In a new policy created to keep prescribed drug abuse at bay, the U.S. Drug Enforcement Administration has announced that pharmacies will be able to take back unused pills. This long awaited regulation will take full form next month, and will permit pharmacies to dispose of drugs that have remained in home cabinets after having served their purpose.

The measure comes from years of severe critic at the ease to attain prescription drugs and the paradoxical difficulty in getting rid of them afterwards. Under current regulations, pharmacies are not allowed to take back painkillers, even if they are able to provide them to users; in fact, the only way to get rid of unused prescription meds under legislation is to hand them out directly to the police.
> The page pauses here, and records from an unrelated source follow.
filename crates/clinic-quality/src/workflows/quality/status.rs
use serde::{Deserialize, Serialize};

use super::domain::QualityMetric;

/// Tolerance band used when a metric has no external benchmark.
const NEAR_TARGET_TOLERANCE: f64 = 0.1;

#[derive(Debug, Clone, Copy, PartialEq, Eq, Hash, Serialize, Deserialize)]
#[serde(rename_all = "snake_case")]
pub enum MetricStatus {
    Met,
    NearTarget,
    Below,
}

impl MetricStatus {
    pub const fn label(self) -> &'static str {
        match self {
            Self::Met => "Met",
            Self::NearTarget => "Near Target",
            Self::Below => "Below Target",
        }
    }
}

/// Shared rule for both the status tag and the persisted `meets_target` flag.
pub struct MetricStatusClassifier;

impl MetricStatusClassifier {
    pub fn classify(metric: &QualityMetric) -> MetricStatus {
        Self::classify_value(
            metric.current_value,
            metric.target_value,
            metric.benchmark_value,
            metric.higher_is_better,
        )
    }

    pub fn classify_value(
        current_value: Option<f64>,
        target_value: f64,
        benchmark_value: Option<f64>,
        higher_is_better: bool,
    ) -> MetricStatus {
        let Some(current) = current_value else {
            return MetricStatus::Below;
        };

        if passes(current, target_value, higher_is_better) {
            return MetricStatus::Met;
        }

        let near = near_threshold(target_value, benchmark_value, higher_is_better);
        if passes(current, near, higher_is_better) {
            MetricStatus::NearTarget
        } else {
            MetricStatus::Below
        }
    }

    pub fn meets_target(metric: &QualityMetric) -> bool {
        Self::classify(metric) == MetricStatus::Met
    }
}

/// Benchmark when provided, otherwise 10% short of target on the metric's bad side.
pub fn near_threshold(target_value: f64, benchmark_value: Option<f64>, higher_is_better: bool) -> f64 {
    match benchmark_value {
        Some(benchmark) => benchmark,
        None if higher_is_better => target_value * (1.0 - NEAR_TARGET_TOLERANCE),
        None => target_value * (1.0 + NEAR_TARGET_TOLERANCE),
    }
}

fn passes(value: f64, threshold: f64, higher_is_better: bool) -> bool {
    if higher_is_better {
        value >= threshold
    } else {
        value <= threshold
    }
}
use std::collections::BTreeMap;
use std::sync::{Mutex, MutexGuard};

use serde::Serialize;

use super::domain::{ParticipantId, ResearchStudy, StudyId, StudyParticipant};
use crate::workflows::store::RepositoryError;

/// Study row and participant as they stand after a participant write.
#[derive(Debug, Clone, PartialEq, Eq, Serialize)]
pub struct StudyWrite {
    pub study: ResearchStudy,
    pub participant: StudyParticipant,
}

/// Store boundary for studies and their participants.
///
/// Participant writes carry the study version the caller read. Implementations must reject a
/// stale version with [`RepositoryError::Conflict`], then recount `current_enrollment` from
/// enrolled participants and bump the version in the same atomic step.
pub trait StudyRepository: Send + Sync {
    fn get_study(&self, id: &StudyId) -> Result<Option<ResearchStudy>, RepositoryError>;
    fn list_participants(
        &self,
        study_id: &StudyId,
    ) -> Result<Vec<StudyParticipant>, RepositoryError>;
    fn get_participant(
        &self,
        study_id: &StudyId,
        participant_id: &ParticipantId,
    ) -> Result<Option<StudyParticipant>, RepositoryError>;
    fn insert_participant(
        &self,
        participant: StudyParticipant,
        expected_version: u64,
    ) -> Result<StudyWrite, RepositoryError>;
    fn update_participant(
        &self,
        participant: StudyParticipant,
        expected_version: u64,
    ) -> Result<StudyWrite, RepositoryError>;
}

#[derive(Default)]
struct StudyTables {
    studies: BTreeMap<StudyId, ResearchStudy>,
    participants: BTreeMap<StudyId, Vec<StudyParticipant>>,
}

impl StudyTables {
    fn checked_study(
        &self,
        id: &StudyId,
        expected_version: u64,
    ) -> Result<&ResearchStudy, RepositoryError> {
        let study = self.studies.get(id).ok_or(RepositoryError::NotFound)?;
        if study.version != expected_version {
            return Err(RepositoryError::Conflict);
        }
        Ok(study)
    }

    fn recount(&mut self, id: &StudyId) -> Result<ResearchStudy, RepositoryError> {
        let enrolled = self
            .participants
            .get(id)
            .map(|rows| rows.iter().filter(|row| row.is_enrolled()).count())
            .unwrap_or(0);
        let study = self.studies.get_mut(id).ok_or(RepositoryError::NotFound)?;
        study.current_enrollment = u32::try_from(enrolled)
            .map_err(|_| RepositoryError::Unavailable("enrollment count overflow".to_string()))?;
        study.version += 1;
        Ok(study.clone())
    }
}

/// Mutex-backed store; one lock covers the version check, the write, and the recount.
#[derive(Default)]
pub struct InMemoryStudyRepository {
    tables: Mutex<StudyTables>,
}

impl InMemoryStudyRepository {
    pub fn new() -> Self {
        Self::default()
    }

    pub fn insert_study(&self, study: ResearchStudy) -> Result<(), RepositoryError> {
        let mut tables = self.lock()?;
        if tables.studies.contains_key(&study.id) {
            return Err(RepositoryError::Conflict);
        }
        tables.studies.insert(study.id.clone(), study);
        Ok(())
    }

    /// Loads existing participants and recounts each touched study once.
    pub fn seed_participants(
        &self,
        participants: Vec<StudyParticipant>,
    ) -> Result<(), RepositoryError> {
        let mut tables = self.lock()?;
        let mut touched = Vec::new();
        for participant in participants {
            if !tables.studies.contains_key(&participant.study_id) {
                return Err(RepositoryError::NotFound);
            }
            if !touched.contains(&participant.study_id) {
                touched.push(participant.study_id.clone());
            }
            tables
                .participants
                .entry(participant.study_id.clone())
                .or_default()
                .push(participant);
        }
        for study_id in touched {
            tables.recount(&study_id)?;
        }
        Ok(())
    }

    fn lock(&self) -> Result<MutexGuard<'_, StudyTables>, RepositoryError> {
        self.tables
            .lock()
            .map_err(|_| RepositoryError::Unavailable("study store mutex poisoned".to_string()))
    }
}

impl StudyRepository for InMemoryStudyRepository {
    fn get_study(&self, id: &StudyId) -> Result<Option<ResearchStudy>, RepositoryError> {
        Ok(self.lock()?.studies.get(id).cloned())
    }

    fn list_participants(
        &self,
        study_id: &StudyId,
    ) -> Result<Vec<StudyParticipant>, RepositoryError> {
        Ok(self
            .lock()?
            .participants
            .get(study_id)
            .cloned()
            .unwrap_or_default())
    }

    fn get_participant(
        &self,
        study_id: &StudyId,
        participant_id: &ParticipantId,
    ) -> Result<Option<StudyParticipant>, RepositoryError> {
        Ok(self.lock()?.participants.get(study_id).and_then(|rows| {
            rows.iter()
                .find(|row| &row.id == participant_id)
                .cloned()
        }))
    }

    fn insert_participant(
        &self,
        participant: StudyParticipant,
        expected_version: u64,
    ) -> Result<StudyWrite, RepositoryError> {
        let mut tables = self.lock()?;
        tables.checked_study(&participant.study_id, expected_version)?;

        let rows = tables
            .participants
            .entry(participant.study_id.clone())
            .or_default();
        if rows.iter().any(|row| row.id == participant.id) {
            return Err(RepositoryError::Conflict);
        }
        rows.push(participant.clone());

        let study = tables.recount(&participant.study_id)?;
        Ok(StudyWrite { study, participant })
    }

    fn update_participant(
        &self,
        participant: StudyParticipant,
        expected_version: u64,
    ) -> Result<StudyWrite, RepositoryError> {
        let mut tables = self.lock()?;
        tables.checked_study(&participant.study_id, expected_version)?;

        let stored = tables
            .participants
            .get_mut(&participant.study_id)
            .and_then(|rows| rows.iter_mut().find(|row| row.id == participant.id))
            .ok_or(RepositoryError::NotFound)?;
        *stored = participant.clone();

        let study = tables.recount(&participant.study_id)?;
        Ok(StudyWrite { study, participant })
    }
}
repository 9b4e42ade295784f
use crate::demo::{run_demo, run_trend, DemoArgs, TrendArgs};
use crate::server;
use clap::{Args, Parser, Subcommand};
use clinic_quality::error::AppError;

#[derive(Parser, Debug)]
#[command(
    name = "Clinic Quality Engine",
    about = "Score program quality, raise threshold alerts, and gate research enrollment",
    version
)]
struct Cli {
    #[command(subcommand)]
    command: Option<Command>,
}

#[derive(Subcommand, Debug)]
enum Command {
    /// Start the HTTP service (default command)
    Serve(ServeArgs),
    /// Print notifications, metric status, and enrollment eligibility for seeded clinic data
    Demo(DemoArgs),
    /// Analyze a metric history CSV (date,value) and print its trend
    Trend(TrendArgs),
}

#[derive(Args, Debug, Default)]
pub(crate) struct ServeArgs {
    /// Override the configured host for the HTTP server
    #[arg(long)]
    pub(crate) host: Option<String>,
    /// Override the configured port for the HTTP server
    #[arg(long)]
    pub(crate) port: Option<u16>,
}

pub(crate) async fn run() -> Result<(), AppError> {
    let cli = Cli::parse();
    let command = cli
        .command
        .unwrap_or_else(|| Command::Serve(ServeArgs::default()));

    match command {
        Command::Serve(args) => server::run(args).await,
        Command::Demo(args) => run_demo(args),
        Command::Trend(args) => run_trend(args),
    }
}

#[cfg(test)]
mod tests {
    use super::*;
    use clinic_quality::workflows::quality::TrendPeriod;

    #[test]
    fn no_subcommand_means_serve() {
        let cli = Cli::try_parse_from(["clinic-quality-api"]).expect("parses");
        assert!(cli.command.is_none());
    }

    #[test]
    fn trend_accepts_period_and_date() {
        let cli = Cli::try_parse_from([
            "clinic-quality-api",
            "trend",
            "--csv",
            "history.csv",
            "--period",
            "1year",
            "--today",
            "2024-06-30",
        ])
        .expect("parses");

        match cli.command {
            Some(Command::Trend(args)) => {
                assert_eq!(args.period, TrendPeriod::OneYear);
                assert_eq!(
                    args.today,
                    chrono::NaiveDate::from_ymd_opt(2024, 6, 30)
                );
            }
            other => panic!("expected trend command, got {other:?}"),
        }
    }

    #[test]
    fn unknown_period_is_rejected() {
        assert!(Cli::try_parse_from([
            "clinic-quality-api",
            "trend",
            "--csv",
            "history.csv",
            "--period",
            "fortnight",
        ])
        .is_err());
    }
}
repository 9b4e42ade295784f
mod common;
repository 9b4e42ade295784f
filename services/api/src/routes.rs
use crate::infra::AppState;
use axum::http::{header, StatusCode};
use axum::response::IntoResponse;
use axum::Extension;
use axum::Json;
use clinic_quality::workflows::quality::{quality_router, QualityRepository, QualityService};
use clinic_quality::workflows::research::{research_router, ResearchService, StudyRepository};
use serde_json::json;
use std::sync::Arc;

pub(crate) fn with_engine_routes<Q, S>(
    quality: Arc<QualityService<Q>>,
    research: Arc<ResearchService<S>>,
) -> axum::Router
where
    Q: QualityRepository + 'static,
    S: StudyRepository + 'static,
{
    quality_router(quality)
        .merge(research_router(research))
        .route("/health", axum::routing::get(healthcheck))
        .route("/ready", axum::routing::get(readiness_endpoint))
        .route("/metrics", axum::routing::get(metrics_endpoint))
}

pub(crate) async fn healthcheck() -> Json<serde_json::Value> {
    Json(json!({ "status": "ok" }))
}

pub(crate) async fn readiness_endpoint(Extension(state): Extension<AppState>) -> impl IntoResponse {
    let ready = state.readiness.load(std::sync::atomic::Ordering::Relaxed);
    let status = if ready {
        StatusCode::OK
    } else {
        StatusCode::SERVICE_UNAVAILABLE
    };

    let payload = if ready {
        json!({ "status": "ready" })
    } else {
        json!({ "status": "initializing" })
    };

    (status, Json(payload))
}

pub(crate) async fn metrics_endpoint(Extension(state): Extension<AppState>) -> impl IntoResponse {
    (
        StatusCode::OK,
        [(header::CONTENT_TYPE, "text/plain; version=0.0.4")],
        state.metrics.render(),
    )
}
For this, the D.E.A. organizes national "take back" events, which according to The New York Times have removed 4.1 million pounds of medication from homes; the next one is set to happen on September 27.

The new ruling doesn't only cover physical deliveries of unused pills, but would also entail the possibility of mailing them to pharmacies. Whatever the method of collection is, pharmacies would have to destroy the medication within 30 days, though the D.E.A doesn't clarify a preferred technique of disposal.

Not all pharmacies will be up to collecting the unused drugs, but some are expected to take the government's call as an act of good faith.

This initiative comes from a worrying statistic: over 70% of American teenagers claim it is easy to gather prescription drugs from their parents' medicine cabinets, according to a 2014 study by Partnership for Drug-Free Kids.

Around 1,500 steel boxes made by Wisconsin-based company MedReturn have been installed in police stations in the country for drug collection, and they're expected to appear soon in pharmacies as well.